Even so, it was not expected at the beginning of 2020 that this situation would occur. Very early in the new year, however, an interim injunction to halt Ikata NPP Unit 1, Shikoku Electric Power Company’s sole nuclear power plant, was handed down by the Hiroshima High Court on January 17. Takahama NPP Unit 3 completed its regular maintenance inspection on April 10, and it was intended to restart the reactor by August 3, the deadline for the measures related to the “facilities for responding to specific serious accidents, etc.” However, the reactor was forced to remain shut down when it proved impossible to clarify the cause of damage to steam generator heat transfer tubes discovered in February.
Kanden then continued to operate Ohi NPP Unit 3 by postponing the regular maintenance inspection from May 8 to July 20, citing measures to prevent the spread of the novel coronavirus. On August 31, during that regular maintenance inspection, abnormalities were discovered in the pressurizer spray line piping, fissures being confirmed on September 7. On October 19, the Nuclear Regulation Authority (NRA), at a Public Meeting on Reactors for Practical Power Generation, refused to recognize Kanden’s insistence that it would refit the piping at the next maintenance inspection, leaving Kanden with no option but to extend the current regular maintenance inspection.
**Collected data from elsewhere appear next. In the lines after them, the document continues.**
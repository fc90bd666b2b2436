// Copyright (c) 2025 Steve Wagner (ciroque@live.com)
// SPDX-License-Identifier: MIT

/// Internally used control messages.
#[derive(Debug, Clone, Copy, PartialEq, Eq)]
pub enum Control {
    /// From upstream: one producer has no more data for one consumer.
    Poison,
    /// Stop reading immediately. Used to shut down the log aggregator.
    Eol,
}

/// What travels through relay channels.
///
/// Payloads and control messages share a channel but never a value space,
/// so any `T` is a valid payload.
#[derive(Debug, Clone, PartialEq, Eq)]
pub enum Message<T> {
    Payload(T),
    Control(Control),
}

impl<T> Message<T> {
    pub fn poison() -> Self {
        Message::Control(Control::Poison)
    }

    pub fn eol() -> Self {
        Message::Control(Control::Eol)
    }
}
On November 4, Kyodo News Service distributed an article under the title of “Unstable Nuclear Power Plant Operation Situation is Far Removed from the Government’s Concept of Positioning Nuclear Power as an ‘Important Baseload Power Supply.’”
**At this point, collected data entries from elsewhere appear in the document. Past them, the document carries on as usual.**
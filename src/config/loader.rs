// Copyright (c) 2025 Steve Wagner (ciroque@live.com)
// SPDX-License-Identifier: MIT

use crate::config::consts::{DEFAULT_LOGGER, UNBOUNDED};
use crate::errors::ConfigError;
use serde::de::DeserializeOwned;
use serde::Deserialize;
use serde_yaml::Value;
use std::fs;
use std::path::Path;
use std::time::Duration;

/// Construction-time configuration for a `Relay`.
///
/// Every field is optional in YAML and falls back to the values of
/// `RelayConfig::default()`.
///
/// # Fields
/// * `maxsize` - Capacity of every inter-stage channel, `0` means unbounded
/// * `log` - Logger label attached to aggregated actor output
/// * `deadline_ms` - Optional wall-clock limit for `Relay::start`
/// * `poison_on_failure` - Emit termination tokens even when a worker's
///   startup or loop fails
///
/// # Example
/// ```yaml
/// maxsize: 50
/// log: ingest
/// deadline_ms: 30000
/// poison_on_failure: true
/// ```
#[derive(Debug, Clone, Deserialize, PartialEq, Eq)]
#[serde(default)]
pub struct RelayConfig {
    pub maxsize: usize,
    pub log: Option<String>,
    pub deadline_ms: Option<u64>,
    pub poison_on_failure: bool,
}

impl Default for RelayConfig {
    fn default() -> Self {
        Self {
            maxsize: UNBOUNDED,
            log: None,
            deadline_ms: None,
            poison_on_failure: false,
        }
    }
}

impl RelayConfig {
    /// Configuration with every channel bounded to `maxsize` messages.
    pub fn with_maxsize(maxsize: usize) -> Self {
        Self {
            maxsize,
            ..Self::default()
        }
    }

    /// Label used for aggregated log output.
    pub fn logger(&self) -> &str {
        self.log.as_deref().unwrap_or(DEFAULT_LOGGER)
    }

    pub fn deadline(&self) -> Option<Duration> {
        self.deadline_ms.map(Duration::from_millis)
    }

    pub fn is_bounded(&self) -> bool {
        self.maxsize != UNBOUNDED
    }
}

/// Load a relay config from a single YAML file
pub fn load_config<P: AsRef<Path>>(path: P) -> Result<RelayConfig, ConfigError> {
    load_merged(&[path])
}

/// Load and deep-merge several YAML files into a relay config.
///
/// Files are merged in the given order, see [`deep_merge`].
pub fn load_merged_config<P: AsRef<Path>>(paths: &[P]) -> Result<RelayConfig, ConfigError> {
    load_merged(paths)
}

/// Load and deep-merge several YAML files into any deserializable type.
///
/// Applications that embed a `RelayConfig` inside a larger document use this
/// to read their own configuration shape.
pub fn load_merged<T, P>(paths: &[P]) -> Result<T, ConfigError>
where
    T: DeserializeOwned,
    P: AsRef<Path>,
{
    if paths.is_empty() {
        return Err(ConfigError::NoFiles);
    }

    let mut merged = Value::Null;
    for path in paths {
        let path = path.as_ref();
        let content = fs::read_to_string(path).map_err(|source| ConfigError::Io {
            path: path.to_path_buf(),
            source,
        })?;
        let document: Value = serde_yaml::from_str(&content).map_err(|source| ConfigError::Parse {
            path: path.to_path_buf(),
            source,
        })?;
        deep_merge(&mut merged, document);
    }

    // an empty document should still yield defaults
    if merged.is_null() {
        merged = Value::Mapping(Default::default());
    }

    Ok(serde_yaml::from_value(merged)?)
}

/// Merge `overlay` into `base`.
///
/// Mappings merge key by key, recursively. Any other value in `overlay`
/// (scalars, sequences) replaces the one in `base`. A null overlay leaves
/// `base` untouched.
pub fn deep_merge(base: &mut Value, overlay: Value) {
    match (base, overlay) {
        (_, Value::Null) => {}
        (Value::Mapping(base), Value::Mapping(overlay)) => {
            for (key, value) in overlay {
                match base.get_mut(&key) {
                    Some(existing) => deep_merge(existing, value),
                    None => {
                        base.insert(key, value);
                    }
                }
            }
        }
        (base, overlay) => *base = overlay,
    }
}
Originally, Kanden announced that they planned to restart Takahama NPP Unit 1 in May and Mihama NPP Unit 3 in July, but neither will be restarted during 2020, the restarts having been postponed till March and January, respectively. Continuing on from 2019, this means that there will have been no new restarts in 2020, another point in which expectations held at the beginning of the year have collapsed.
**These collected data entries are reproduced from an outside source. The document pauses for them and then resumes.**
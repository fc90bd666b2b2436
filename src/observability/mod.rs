// Copyright (c) 2025 Steve Wagner (ciroque@live.com)
// SPDX-License-Identifier: MIT

//! Observability module for structured logging.
//!
//! Relay-level events are described by message types under [`messages`]
//! which implement `Display` and [`messages::StructuredLog`], so that log
//! output carries both a readable line and structured fields.
//!
//! Actor output does not go through here directly: actors emit records on
//! the relay's log channel and the aggregator forwards them to `tracing`
//! from a single task.
//!
//! # Usage
//!
//! ```rust
//! use the_relay::observability::messages::{relay::WaitingForWorker, StructuredLog};
//!
//! WaitingForWorker { worker: "stage-1/Sink-0" }.log();
//! ```

pub mod messages;

use tracing_subscriber::EnvFilter;

/// Install a global fmt subscriber.
///
/// `RUST_LOG` takes precedence over `default_filter`. Returns `false` if a
/// global subscriber was already installed.
pub fn init_tracing(default_filter: &str) -> bool {
    let filter = EnvFilter::try_from_default_env().unwrap_or_else(|_| EnvFilter::new(default_filter));

    tracing_subscriber::fmt()
        .with_env_filter(filter)
        .with_target(false)
        .try_init()
        .is_ok()
}
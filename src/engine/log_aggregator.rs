// Copyright (c) 2025 Steve Wagner (ciroque@live.com)
// SPDX-License-Identifier: MIT

//! Log aggregation across worker contexts.
//!
//! Workers never write to the process-wide subscriber themselves. Each one
//! holds a [`LogSender`] that puts records on a single unbounded channel, and
//! one aggregator task forwards them to `tracing` in arrival order. A
//! worker's records therefore keep their relative order, and emitting a
//! record never blocks the data path.

use tokio::sync::mpsc;
use tokio::task::JoinHandle;
use tracing::Level;

use crate::engine::message::{Control, Message};
use crate::observability::messages::{relay::LogAggregatorStopped, StructuredLog};

/// One line of actor output.
#[derive(Debug, Clone, PartialEq, Eq)]
pub struct LogRecord {
    pub origin: String,
    pub level: Level,
    pub message: String,
}

/// Write end of the aggregated log channel, tagged with a worker identity.
#[derive(Debug, Clone)]
pub struct LogSender {
    origin: String,
    sender: mpsc::UnboundedSender<Message<LogRecord>>,
}

impl LogSender {
    pub(crate) fn new(origin: String, sender: mpsc::UnboundedSender<Message<LogRecord>>) -> Self {
        Self { origin, sender }
    }

    pub fn origin(&self) -> &str {
        &self.origin
    }

    /// Queue a record for the aggregator.
    ///
    /// Records emitted after the aggregator stopped are dropped.
    pub fn emit(&self, level: Level, message: impl Into<String>) {
        let record = LogRecord {
            origin: self.origin.clone(),
            level,
            message: message.into(),
        };
        let _ = self.sender.send(Message::Payload(record));
    }
}

/// Drains the shared log channel from a single task.
pub(crate) struct LogAggregator {
    sender: mpsc::UnboundedSender<Message<LogRecord>>,
    handle: JoinHandle<usize>,
}

impl LogAggregator {
    /// Spawn the drain task for `receiver`.
    ///
    /// `sender` must be the write end of the same channel; it is used to
    /// deliver the stop signal.
    pub(crate) fn spawn(
        logger: String,
        sender: mpsc::UnboundedSender<Message<LogRecord>>,
        mut receiver: mpsc::UnboundedReceiver<Message<LogRecord>>,
    ) -> Self {
        let handle = tokio::spawn(async move {
            let mut forwarded = 0;
            while let Some(message) = receiver.recv().await {
                match message {
                    Message::Payload(record) => {
                        forward(&logger, &record);
                        forwarded += 1;
                    }
                    Message::Control(Control::Eol) => break,
                    Message::Control(Control::Poison) => {}
                }
            }
            forwarded
        });

        Self { sender, handle }
    }

    /// Ask the aggregator to drain what is queued and stop.
    ///
    /// Returns the number of forwarded records.
    pub(crate) async fn stop(self) -> usize {
        let _ = self.sender.send(Message::eol());
        let records = self.handle.await.unwrap_or_default();
        LogAggregatorStopped { records }.log();
        records
    }
}

fn forward(logger: &str, record: &LogRecord) {
    let origin = record.origin.as_str();
    let message = record.message.as_str();

    match record.level {
        Level::ERROR => tracing::error!(logger, origin, "[{}] {}", origin, message),
        Level::WARN => tracing::warn!(logger, origin, "[{}] {}", origin, message),
        Level::INFO => tracing::info!(logger, origin, "[{}] {}", origin, message),
        Level::DEBUG => tracing::debug!(logger, origin, "[{}] {}", origin, message),
        _ => tracing::trace!(logger, origin, "[{}] {}", origin, message),
    }
}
Nevertheless, this is not the first time that we have found that nuclear power cannot be relied upon. On January 18, at the time of the interim injunction to halt Ikata NPP Unit 3, the Sankei Shimbun stated, “Nuclear power generation, positioned as a “stable power supply” in the government’s energy policy, has been confronted with the difficulties inherent in performing that role.”
Of course, this is nothing especially new. Interim injunctions have been handed down a number of times, and shutdowns due to accidents have become more frequent, and, moreover, occur out of the blue without warning. Furthermore, even if accidents do not occur at nuclear power plants, abnormalities in the power distribution system cause nuclear power plants to be shut down in order to avert accidents. Power transmission over long distances, due to the construction of nuclear power plants far from the mass consumption areas, causes voltages to be unstable, and large-scale blackouts in the capital area have occurred when power transmission is halted. It is not unusual to see two or more nuclear power stations, with their complex generation systems, shut down simultaneously when an earthquake, etc. occurs. Moreover, since nuclear power stations require safety inspections, once they shut down getting them restarted takes time. When nuclear power stations, with their huge power output, cease generating, they become unable to perform their role as the “stable power supply” or “baseload power,” opening up big gaps in power supply.
Speaking of not being able to rely on nuclear power, the 3rd Session of the Conference of the Parties to the United Nations Framework Convention on Climate Change, held in Kyoto in December 1997, adopted the Kyoto Protocol, in which the Japanese government stated it would complete the construction of 21 new nuclear reactors by fiscal year 2010. Of these, plans for eight reactors have been scrapped, eight are under construction or still in the planning stages, and five began operations, but are now all currently shut down.
It has thus long since been proven that the reduction of CO2 emissions by nuclear power is nothing but a sick joke.